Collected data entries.
use std::fmt::{Debug, Formatter};
use std::str::FromStr;
use std::time::Duration;

use blobsign_core::utils::Redact;
use blobsign_core::{Context, Error, Result};

use crate::connection_string;
use crate::constants::*;
use crate::Credential;

/// Config carries all the configuration for Azure Blob Storage.
#[derive(Clone, Default, PartialEq, Eq)]
pub struct Config {
    /// `account_name` will be loaded from
    ///
    /// - this field if it's `is_some`
    /// - env value: [`AZBLOB_ACCOUNT_NAME`]
    pub account_name: Option<String>,
    /// `account_key` will be loaded from
    ///
    /// - this field if it's `is_some`
    /// - env value: [`AZBLOB_ACCOUNT_KEY`]
    pub account_key: Option<String>,
    /// `sas_token` will be loaded from
    ///
    /// - this field if it's `is_some`
    /// - env value: [`AZBLOB_SAS_TOKEN`]
    pub sas_token: Option<String>,
    /// Container that uploads go to.
    ///
    /// - env value: [`AZBLOB_CONTAINER_NAME`]
    pub container_name: Option<String>,
    /// Blob service endpoint like `https://account.blob.core.windows.net`.
    ///
    /// Built from the account name if unset.
    ///
    /// - env value: [`AZBLOB_ENDPOINT`]
    pub endpoint: Option<String>,
    /// Days a shared url stays valid, `0` hands out the public url.
    ///
    /// - env value: [`AZBLOB_SAS_EXPIRATION_DAYS`]
    pub sas_expiration_days: Option<i64>,
    /// Timeout of every request sent to the service.
    ///
    /// - env value: [`AZBLOB_TIMEOUT_SECS`], in seconds
    pub timeout: Option<Duration>,
    /// Maximum number of bytes kept from an error body, 1 MiB if unset.
    pub max_error_body: Option<usize>,
}

impl Debug for Config {
    fn fmt(&self, f: &mut Formatter<'_>) -> std::fmt::Result {
        f.debug_struct("Config")
            .field("account_name", &self.account_name)
            .field("account_key", &Redact::from(&self.account_key))
            .field("sas_token", &Redact::from(&self.sas_token))
            .field("container_name", &self.container_name)
            .field("endpoint", &self.endpoint)
            .field("sas_expiration_days", &self.sas_expiration_days)
            .field("timeout", &self.timeout)
            .field("max_error_body", &self.max_error_body)
            .finish()
    }
}

impl Config {
    /// Load config from env.
    ///
    /// Values already set are kept. Numbers that fail to parse are reported
    /// as configuration errors.
    pub fn from_env(mut self, ctx: &Context) -> Result<Self> {
        let envs = ctx.env_vars();

        if let Some(v) = envs.get(AZBLOB_ACCOUNT_NAME) {
            self.account_name.get_or_insert_with(|| v.to_string());
        }
        if let Some(v) = envs.get(AZBLOB_ACCOUNT_KEY) {
            self.account_key.get_or_insert_with(|| v.to_string());
        }
        if let Some(v) = envs.get(AZBLOB_SAS_TOKEN) {
            self.sas_token.get_or_insert_with(|| v.to_string());
        }
        if let Some(v) = envs.get(AZBLOB_CONTAINER_NAME) {
            self.container_name.get_or_insert_with(|| v.to_string());
        }
        if let Some(v) = envs.get(AZBLOB_ENDPOINT) {
            self.endpoint.get_or_insert_with(|| v.to_string());
        }
        if self.sas_expiration_days.is_none() {
            if let Some(v) = envs.get(AZBLOB_SAS_EXPIRATION_DAYS) {
                self.sas_expiration_days = Some(parse_env(AZBLOB_SAS_EXPIRATION_DAYS, v)?);
            }
        }
        if self.timeout.is_none() {
            if let Some(v) = envs.get(AZBLOB_TIMEOUT_SECS) {
                self.timeout = Some(Duration::from_secs(parse_env(AZBLOB_TIMEOUT_SECS, v)?));
            }
        }

        Ok(self)
    }

    /// Parses an [Azure connection string][1] into a configuration object.
    ///
    /// The connection string doesn't have to specify all parameters, the
    /// rest can be set on the returned value.
    ///
    /// ```txt
    /// AccountName=mystorageaccount;
    /// AccountKey=Eby8vdM02xNOcqFlqUwJPLlmEtlCDXJ1OUzFT50uSRZ6IFsuFq2UVErCz4I6tq/K1SZFPTOtr/KBHBeksoGMGw==;
    /// BlobEndpoint=https://mystorageaccount.blob.core.windows.net
    /// ```
    ///
    /// `UseDevelopmentStorage=true` points at a local Azurite emulator.
    ///
    /// [1]: https://learn.microsoft.com/en-us/azure/storage/common/storage-configure-connection-string
    pub fn try_from_connection_string(conn_str: &str) -> Result<Self> {
        connection_string::parse(conn_str)
    }

    /// Build the credential described by this config.
    ///
    /// A SAS token wins over a shared key.
    pub fn credential(&self) -> Result<Credential> {
        if let Some(token) = self.sas_token.as_deref().filter(|v| !v.is_empty()) {
            return Ok(Credential::with_sas_token(token));
        }

        match (self.account_name.as_deref(), self.account_key.as_deref()) {
            (Some(name), Some(key)) if !name.is_empty() && !key.is_empty() => {
                Ok(Credential::with_shared_key(name, key))
            }
            _ => Err(Error::credential_missing(
                "neither sas token nor account name and key are configured",
            )),
        }
    }

    /// The blob service endpoint without trailing `/`.
    pub fn endpoint(&self) -> Result<String> {
        if let Some(endpoint) = self.endpoint.as_deref().filter(|v| !v.is_empty()) {
            return Ok(endpoint.trim_end_matches('/').to_string());
        }

        match self.account_name.as_deref() {
            Some(name) if !name.is_empty() => Ok(format!("https://{name}.blob.core.windows.net")),
            _ => Err(Error::config_invalid(
                "endpoint or account name is required to address blob storage",
            )),
        }
    }
}

fn parse_env<T: FromStr>(key: &str, value: &str) -> Result<T>
where
    T::Err: std::error::Error + Send + Sync + 'static,
{
    value.trim().parse().map_err(|err| {
        Error::config_invalid(format!("invalid value of {key}: {value}")).with_source(
            anyhow::Error::new(err),
        )
    })
}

What to produce.
Reproduce all of the data. Leave every line unchanged.

Result for this exercise.
use std::fmt::{Debug, Formatter};
use std::str::FromStr;
use std::time::Duration;

use blobsign_core::utils::Redact;
use blobsign_core::{Context, Error, Result};

use crate::connection_string;
use crate::constants::*;
use crate::Credential;

/// Config carries all the configuration for Azure Blob Storage.
#[derive(Clone, Default, PartialEq, Eq)]
pub struct Config {
    /// `account_name` will be loaded from
    ///
    /// - this field if it's `is_some`
    /// - env value: [`AZBLOB_ACCOUNT_NAME`]
    pub account_name: Option<String>,
    /// `account_key` will be loaded from
    ///
    /// - this field if it's `is_some`
    /// - env value: [`AZBLOB_ACCOUNT_KEY`]
    pub account_key: Option<String>,
    /// `sas_token` will be loaded from
    ///
    /// - this field if it's `is_some`
    /// - env value: [`AZBLOB_SAS_TOKEN`]
    pub sas_token: Option<String>,
    /// Container that uploads go to.
    ///
    /// - env value: [`AZBLOB_CONTAINER_NAME`]
    pub container_name: Option<String>,
    /// Blob service endpoint like `https://account.blob.core.windows.net`.
    ///
    /// Built from the account name if unset.
    ///
    /// - env value: [`AZBLOB_ENDPOINT`]
    pub endpoint: Option<String>,
    /// Days a shared url stays valid, `0` hands out the public url.
    ///
    /// - env value: [`AZBLOB_SAS_EXPIRATION_DAYS`]
    pub sas_expiration_days: Option<i64>,
    /// Timeout of every request sent to the service.
    ///
    /// - env value: [`AZBLOB_TIMEOUT_SECS`], in seconds
    pub timeout: Option<Duration>,
    /// Maximum number of bytes kept from an error body, 1 MiB if unset.
    pub max_error_body: Option<usize>,
}

impl Debug for Config {
    fn fmt(&self, f: &mut Formatter<'_>) -> std::fmt::Result {
        f.debug_struct("Config")
            .field("account_name", &self.account_name)
            .field("account_key", &Redact::from(&self.account_key))
            .field("sas_token", &Redact::from(&self.sas_token))
            .field("container_name", &self.container_name)
            .field("endpoint", &self.endpoint)
            .field("sas_expiration_days", &self.sas_expiration_days)
            .field("timeout", &self.timeout)
            .field("max_error_body", &self.max_error_body)
            .finish()
    }
}

impl Config {
    /// Load config from env.
    ///
    /// Values already set are kept. Numbers that fail to parse are reported
    /// as configuration errors.
    pub fn from_env(mut self, ctx: &Context) -> Result<Self> {
        let envs = ctx.env_vars();

        if let Some(v) = envs.get(AZBLOB_ACCOUNT_NAME) {
            self.account_name.get_or_insert_with(|| v.to_string());
        }
        if let Some(v) = envs.get(AZBLOB_ACCOUNT_KEY) {
            self.account_key.get_or_insert_with(|| v.to_string());
        }
        if let Some(v) = envs.get(AZBLOB_SAS_TOKEN) {
            self.sas_token.get_or_insert_with(|| v.to_string());
        }
        if let Some(v) = envs.get(AZBLOB_CONTAINER_NAME) {
            self.container_name.get_or_insert_with(|| v.to_string());
        }
        if let Some(v) = envs.get(AZBLOB_ENDPOINT) {
            self.endpoint.get_or_insert_with(|| v.to_string());
        }
        if self.sas_expiration_days.is_none() {
            if let Some(v) = envs.get(AZBLOB_SAS_EXPIRATION_DAYS) {
                self.sas_expiration_days = Some(parse_env(AZBLOB_SAS_EXPIRATION_DAYS, v)?);
            }
        }
        if self.timeout.is_none() {
            if let Some(v) = envs.get(AZBLOB_TIMEOUT_SECS) {
                self.timeout = Some(Duration::from_secs(parse_env(AZBLOB_TIMEOUT_SECS, v)?));
            }
        }

        Ok(self)
    }

    /// Parses an [Azure connection string][1] into a configuration object.
    ///
    /// The connection string doesn't have to specify all parameters, the
    /// rest can be set on the returned value.
    ///
    /// ```txt
    /// AccountName=mystorageaccount;
    /// AccountKey=Eby8vdM02xNOcqFlqUwJPLlmEtlCDXJ1OUzFT50uSRZ6IFsuFq2UVErCz4I6tq/K1SZFPTOtr/KBHBeksoGMGw==;
    /// BlobEndpoint=https://mystorageaccount.blob.core.windows.net
    /// ```
    ///
    /// `UseDevelopmentStorage=true` points at a local Azurite emulator.
    ///
    /// [1]: https://learn.microsoft.com/en-us/azure/storage/common/storage-configure-connection-string
    pub fn try_from_connection_string(conn_str: &str) -> Result<Self> {
        connection_string::parse(conn_str)
    }

    /// Build the credential described by this config.
    ///
    /// A SAS token wins over a shared key.
    pub fn credential(&self) -> Result<Credential> {
        if let Some(token) = self.sas_token.as_deref().filter(|v| !v.is_empty()) {
            return Ok(Credential::with_sas_token(token));
        }

        match (self.account_name.as_deref(), self.account_key.as_deref()) {
            (Some(name), Some(key)) if !name.is_empty() && !key.is_empty() => {
                Ok(Credential::with_shared_key(name, key))
            }
            _ => Err(Error::credential_missing(
                "neither sas token nor account name and key are configured",
            )),
        }
    }

    /// The blob service endpoint without trailing `/`.
    pub fn endpoint(&self) -> Result<String> {
        if let Some(endpoint) = self.endpoint.as_deref().filter(|v| !v.is_empty()) {
            return Ok(endpoint.trim_end_matches('/').to_string());
        }

        match self.account_name.as_deref() {
            Some(name) if !name.is_empty() => Ok(format!("https://{name}.blob.core.windows.net")),
            _ => Err(Error::config_invalid(
                "endpoint or account name is required to address blob storage",
            )),
        }
    }
}

fn parse_env<T: FromStr>(key: &str, value: &str) -> Result<T>
where
    T::Err: std::error::Error + Send + Sync + 'static,
{
    value.trim().parse().map_err(|err| {
        Error::config_invalid(format!("invalid value of {key}: {value}")).with_source(
            anyhow::Error::new(err),
        )
    })
}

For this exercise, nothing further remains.